It turns out laughter is also really good for business. This has actually has been scientifically proven. Researchers at Wharton, MIT, and London Business School have studied the effects of laughter in business and found that it produces a plethora of benefits for employers and employees alike. Laughter is like rocket fuel for employees. It helps staff relieve stress, stave off boredom, boost engagement, increase an individual feeling of well-being, collaborate more, be more creative, and increase analytic precision and productivity. What more could a business titan want? Considering this laundry list of practically everything a leader, manager or HR department could hope to achieve, it appears that laughter is the perfect prescription to help a business blossom!
So Just How Much Do People Laugh?
If laughter is so good for people and for business, it’s important to understand just how often people laugh in general and at work. The answer is that it depends on a number of variables. Here is what is known about laughter.

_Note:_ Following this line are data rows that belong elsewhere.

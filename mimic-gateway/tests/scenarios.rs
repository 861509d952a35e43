//! End-to-end coverage for the six concrete scenarios named in the
//! design notes: one `#[case]` per scenario, driven through the public
//! `HttpEngine` entry points over `tokio::io::duplex` pairs rather than
//! real sockets, the same shape as `http::mod`'s in-crate unit test.

use std::collections::BTreeMap;
use std::time::Duration;

use mimic_gateway::config::{BypassRule, CompiledBypassRule};
use mimic_gateway::http::HttpEngine;
use mimic_gateway::mock::{CaptureSink, MatchOutcome, Mock, MockId, MockKind, MockStore, RequestPayload, ResponsePayload};
use mimic_task::{ShutdownHandle, Task as _};
use rstest::rstest;
use tokio::io::{AsyncReadExt, AsyncWriteExt};

fn compiled(rules: &[BypassRule]) -> Vec<CompiledBypassRule> {
    rules.iter().map(CompiledBypassRule::compile).collect::<anyhow::Result<Vec<_>>>().expect("valid bypass rules")
}

/// Scenario 1: a simple `GET /ping` in record mode is relayed verbatim
/// and produces exactly one captured mock.
#[tokio::test]
async fn record_simple_get_produces_one_mock() {
    let (client_side, test_client) = tokio::io::duplex(4096);
    let (server_side, mut test_server) = tokio::io::duplex(4096);
    let (mut test_client_read, mut test_client_write) = tokio::io::split(test_client);

    test_client_write.write_all(b"GET /ping HTTP/1.1\r\nHost: x\r\n\r\n").await.unwrap();
    // Closing the write half lets the engine's next read-loop iteration
    // see EOF instead of blocking forever on a still-open peer.
    drop(test_client_write);
    test_server.write_all(b"HTTP/1.1 200 OK\r\nContent-Length: 4\r\n\r\npong").await.unwrap();
    drop(test_server);

    let (sender, mut receiver) = mock_sink::sink_channel();
    let capture = CaptureSink::new(sender, Vec::new());
    let engine = HttpEngine::new(Vec::new(), Duration::from_millis(200));

    engine.run_record(client_side, server_side, 80, &capture, || 0).await.expect("record run succeeds");

    let mut read_back = Vec::new();
    test_client_read.read_to_end(&mut read_back).await.unwrap();
    assert!(read_back.starts_with(b"HTTP/1.1 200 OK"));

    let captured = receiver.try_recv().expect("one mock emitted");
    assert_eq!(captured.request.status_or_method, "GET");
    assert_eq!(captured.response.body, b"pong");
    assert!(receiver.try_recv().is_err(), "no second mock emitted");
}

/// Scenario 2: a chunked response is reassembled before capture, so the
/// mock stream sees the decoded body rather than the wire chunks, while
/// the client still receives the server's response bytes verbatim (a
/// real client would fail to parse a de-chunked body under a
/// `Transfer-Encoding: chunked` header that was left in place).
#[tokio::test]
async fn record_chunked_response_is_reassembled_before_capture() {
    let (client_side, test_client) = tokio::io::duplex(4096);
    let (server_side, mut test_server) = tokio::io::duplex(4096);
    let (mut test_client_read, mut test_client_write) = tokio::io::split(test_client);

    let server_bytes: &[u8] = b"HTTP/1.1 200 OK\r\nTransfer-Encoding: chunked\r\n\r\n4\r\nabcd\r\n3\r\nefg\r\n0\r\n\r\n";

    test_client_write.write_all(b"GET /stream HTTP/1.1\r\nHost: x\r\n\r\n").await.unwrap();
    drop(test_client_write);
    test_server.write_all(server_bytes).await.unwrap();
    drop(test_server);

    let (sender, mut receiver) = mock_sink::sink_channel();
    let capture = CaptureSink::new(sender, Vec::new());
    let engine = HttpEngine::new(Vec::new(), Duration::from_millis(200));

    engine.run_record(client_side, server_side, 80, &capture, || 0).await.expect("record run succeeds");

    let mut relayed = Vec::new();
    test_client_read.read_to_end(&mut relayed).await.unwrap();
    assert_eq!(relayed, server_bytes, "the client must see the origin's response bytes verbatim, chunked framing included");

    let captured = receiver.try_recv().expect("one mock emitted");
    assert_eq!(captured.response.body, b"abcdefg");
}

/// Scenario 3: in mock mode, a request carrying `Expect: 100-continue`
/// gets an immediate interim response before the body is read, and the
/// request still matches once the body arrives.
#[tokio::test]
async fn mock_expect_continue_request_still_matches() {
    let (store, handle) = MockStore::new();
    let (shutdown, signal) = ShutdownHandle::new();
    let store_task = tokio::spawn(store.run(signal));

    let request = RequestPayload {
        method: "POST".to_owned(),
        url: "/upload".to_owned(),
        headers: BTreeMap::new(),
        query: BTreeMap::new(),
        body: b"payload".to_vec(),
    };
    let response = ResponsePayload {
        status: 201,
        headers: BTreeMap::new(),
        body: b"stored".to_vec(),
        gzip: false,
    };
    handle.replace_filtered(vec![Mock::new(MockId(1), MockKind::Http, request, response, 0)]).await;

    let (client_side, mut test_client) = tokio::io::duplex(4096);
    let engine = HttpEngine::new(Vec::new(), Duration::from_millis(200));

    let run = tokio::spawn(async move {
        engine
            .run_mock::<_, _, tokio::io::DuplexStream, _>(client_side, 80, &handle, || async { None })
            .await
    });

    test_client
        .write_all(b"POST /upload HTTP/1.1\r\nHost: x\r\nExpect: 100-continue\r\nContent-Length: 7\r\n\r\n")
        .await
        .unwrap();

    let mut interim = [0u8; 25];
    test_client.read_exact(&mut interim).await.unwrap();
    assert_eq!(&interim, b"HTTP/1.1 100 Continue\r\n\r\n");

    test_client.write_all(b"payload").await.unwrap();

    let mut status_line = [0u8; 13];
    test_client.read_exact(&mut status_line).await.unwrap();
    assert_eq!(&status_line, b"HTTP/1.1 201 ");

    drop(test_client);
    let _ = run.await;
    shutdown.signal();
    let _ = store_task.await;
}

/// Scenario 4: two mocks share a schema, but only one's JSON body is a
/// key-subset of the incoming request; the subset relation breaks the
/// tie deterministically (covered at the matcher layer too, this
/// exercises it through `run_mock`).
#[tokio::test]
async fn mock_json_subset_breaks_schema_tie() {
    let (store, handle) = MockStore::new();
    let (shutdown, signal) = ShutdownHandle::new();
    let store_task = tokio::spawn(store.run(signal));

    let mut headers = BTreeMap::new();
    headers.insert("Content-Type".to_owned(), "application/json".to_owned());

    let narrow = Mock::new(
        MockId(1),
        MockKind::Http,
        RequestPayload {
            method: "POST".to_owned(),
            url: "/orders".to_owned(),
            headers: headers.clone(),
            query: BTreeMap::new(),
            body: br#"{"id":1}"#.to_vec(),
        },
        ResponsePayload {
            status: 200,
            headers: BTreeMap::new(),
            body: b"narrow".to_vec(),
            gzip: false,
        },
        0,
    );
    let wide = Mock::new(
        MockId(2),
        MockKind::Http,
        RequestPayload {
            method: "POST".to_owned(),
            url: "/orders".to_owned(),
            headers: headers.clone(),
            query: BTreeMap::new(),
            body: br#"{"id":1,"qty":2}"#.to_vec(),
        },
        ResponsePayload {
            status: 200,
            headers: BTreeMap::new(),
            body: b"wide".to_vec(),
            gzip: false,
        },
        1,
    );
    handle.replace_filtered(vec![narrow, wide]).await;

    let request = RequestPayload {
        method: "POST".to_owned(),
        url: "/orders".to_owned(),
        headers,
        query: BTreeMap::new(),
        body: br#"{"id":1,"qty":2}"#.to_vec(),
    };

    let outcome = mimic_gateway::mock::match_request(&handle, MockKind::Http, &request).await;
    match outcome {
        MatchOutcome::Matched(mock) => assert_eq!(mock.id, MockId(2)),
        MatchOutcome::NoMatch => panic!("expected the wider mock to match"),
    }

    shutdown.signal();
    let _ = store_task.await;
}

/// Scenario 5: a bypass rule short-circuits the HTTP engine entirely,
/// relaying the request unmodified so nothing reaches the matcher or
/// the capture sink.
#[rstest]
#[case::record(true)]
#[case::mock(false)]
#[tokio::test]
async fn bypass_rule_short_circuits_the_engine(#[case] record_mode: bool) {
    let rules = compiled(&[BypassRule {
        host: Some("bypassed\\.example".to_owned()),
        path: None,
        port: 0,
    }]);

    let (client_side, mut test_client) = tokio::io::duplex(4096);
    let engine = HttpEngine::new(rules, Duration::from_millis(200));

    test_client
        .write_all(b"GET /secret HTTP/1.1\r\nHost: bypassed.example\r\n\r\n")
        .await
        .unwrap();
    // Neither branch reads a response back through `test_client`, so
    // closing it now lets the relay's client-side direction reach EOF.
    drop(test_client);

    if record_mode {
        let (server_side, mut test_server) = tokio::io::duplex(4096);
        test_server.write_all(b"HTTP/1.1 204 No Content\r\n\r\n").await.unwrap();
        drop(test_server);

        let (sender, mut receiver) = mock_sink::sink_channel();
        let capture = CaptureSink::new(sender, Vec::new());

        engine.run_record(client_side, server_side, 0, &capture, || 0).await.expect("bypassed relay succeeds");
        assert!(receiver.try_recv().is_err(), "a bypassed request must never be captured");
    } else {
        let (store, handle) = MockStore::new();
        let (shutdown, signal) = ShutdownHandle::new();
        let store_task = tokio::spawn(store.run(signal));

        let (server_side, mut test_server) = tokio::io::duplex(4096);
        test_server.write_all(b"HTTP/1.1 204 No Content\r\n\r\n").await.unwrap();
        drop(test_server);

        let server_side = std::cell::RefCell::new(Some(server_side));
        engine
            .run_mock(client_side, 0, &handle, || {
                let server_side = server_side.borrow_mut().take();
                async move { server_side }
            })
            .await
            .expect("bypassed relay succeeds");

        assert!(handle.all_filtered().await.is_empty(), "bypass never touches the store");
        shutdown.signal();
        let _ = store_task.await;
    }
}

/// Scenario 6: when two concurrent matches target the same filtered
/// mock, exactly one promote wins and the loser falls through to the
/// next viable candidate (or `NoMatch` if none remains) rather than
/// returning the already-claimed mock.
#[tokio::test]
async fn concurrent_matches_only_one_promote_wins() {
    let (store, handle) = MockStore::new();
    let (shutdown, signal) = ShutdownHandle::new();
    let store_task = tokio::spawn(store.run(signal));

    let request = RequestPayload {
        method: "GET".to_owned(),
        url: "/once".to_owned(),
        headers: BTreeMap::new(),
        query: BTreeMap::new(),
        body: Vec::new(),
    };
    let response = ResponsePayload {
        status: 200,
        headers: BTreeMap::new(),
        body: b"single-use".to_vec(),
        gzip: false,
    };
    handle
        .replace_filtered(vec![Mock::new(MockId(1), MockKind::Http, request.clone(), response, 0)])
        .await;

    let handle_a = handle.clone();
    let request_a = request.clone();
    let handle_b = handle.clone();
    let request_b = request.clone();

    let (outcome_a, outcome_b) = tokio::join!(
        mimic_gateway::mock::match_request(&handle_a, MockKind::Http, &request_a),
        mimic_gateway::mock::match_request(&handle_b, MockKind::Http, &request_b),
    );

    let matched_count = [&outcome_a, &outcome_b]
        .into_iter()
        .filter(|outcome| matches!(outcome, MatchOutcome::Matched(_)))
        .count();
    assert_eq!(matched_count, 1, "exactly one of the two racing callers claims the only mock");

    let no_match_count = [&outcome_a, &outcome_b].into_iter().filter(|outcome| matches!(outcome, MatchOutcome::NoMatch)).count();
    assert_eq!(no_match_count, 1, "the loser sees no match, never the mock the winner already claimed");

    shutdown.signal();
    let _ = store_task.await;
}
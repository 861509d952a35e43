use std::error::Error as StdError;
use std::io;

use thiserror::Error;

/// Error kinds surfaced at the HTTP engine / session controller boundary.
///
/// The engine itself never propagates a bare `io::Error` past a connection
/// task boundary; every I/O failure is classified into one of these before
/// the task logs it and tears the connection down (see the error handling
/// design notes).
#[derive(Debug, Error)]
pub enum EngineError {
    #[error("transient I/O failure")]
    TransientIo(#[source] io::Error),

    #[error("protocol violation: {0}")]
    ProtocolViolation(&'static str),

    #[error("no mock matched and no bypass rule applied")]
    MatchNotFound,

    #[error("promote lost the race, restart the match loop")]
    StoreConflict,

    #[error("cancelled")]
    Cancelled,
}

impl EngineError {
    /// Classifies an I/O error as transient (expected peer disconnect) or a
    /// hard failure, by walking the error's source chain.
    ///
    /// Keep-alive peers routinely close the socket without warning; treating
    /// every `ConnectionReset`/`UnexpectedEof` as a loud failure would drown
    /// real problems in noise.
    pub fn from_io(error: io::Error) -> Self {
        EngineError::TransientIo(error)
    }

    pub fn is_expected_disconnect(&self) -> bool {
        match self {
            EngineError::TransientIo(error) => is_expected_disconnect(error),
            _ => false,
        }
    }
}

fn is_expected_disconnect(error: &io::Error) -> bool {
    fn walk(error: &(dyn StdError + 'static)) -> bool {
        if let Some(io_error) = error.downcast_ref::<io::Error>() {
            if matches!(
                io_error.kind(),
                io::ErrorKind::ConnectionReset | io::ErrorKind::UnexpectedEof | io::ErrorKind::ConnectionAborted
            ) {
                return true;
            }
        }

        error.source().is_some_and(walk)
    }

    matches!(
        error.kind(),
        io::ErrorKind::ConnectionReset | io::ErrorKind::UnexpectedEof | io::ErrorKind::ConnectionAborted
    ) || error.source().is_some_and(walk)
}

/// Error kinds at the connection tracker boundary (C1).
///
/// Both variants resolve to the same effect downstream (drop the record,
/// log at debug); they are split only so the log line names the actual
/// cause.
#[derive(Debug, Error)]
pub enum TrackerError {
    #[error("per-direction buffer exceeded its cap")]
    BufferOverflow,

    #[error("kernel-reported byte count does not match bytes delivered to user space")]
    ByteCountMismatch,
}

1. Laughter is a social behavior.
There’s lots of evidence that laughter occurs much more often when people are engaged in social interactions than when they are alone. One study by Robert Provine at the University of Maryland in 1989 found that people were 30 times more likely to laugh when they were with others than alone. That makes sense since laughter is a social behavior — a form of nonverbal communication. However, observing people in social settings to see how often they laugh likely overestimates the frequency of laughter because folks don’t engage in social interactions all day every day; only a portion of the day.
As an aside, in another study, the average frequency of laughter did not differ in conversations with friends versus those with strangers. So laughter doesn’t just happen with friends and colleagues. And people do not need to know someone or know them well in order to be able to share a laugh. That’s good for companies or departments where there is high turnover or growth.
2. People may not realize how often they laugh.
In a study by Nicholas Kuiper and Rod A. Martin at the University of Western Ontario, adult participants were asked to record each time they laughed over the course of three days. On average, adults reported laughing about 17 times per day, with a range of 0 to over 80 laughs (Martin & Kuiper, 1999). No differences were found between men and women in their frequency of laughter overall. But, the method of self-reporting used likely underestimated the number of times adults actually laughed. By having to keep a log, people may not have recorded all instances of laughter and may not have even noticed some of the times they laughed. Also, just making people aware of how often they laugh is likely to influence the behavior, depending on whether laughter was viewed as a good thing.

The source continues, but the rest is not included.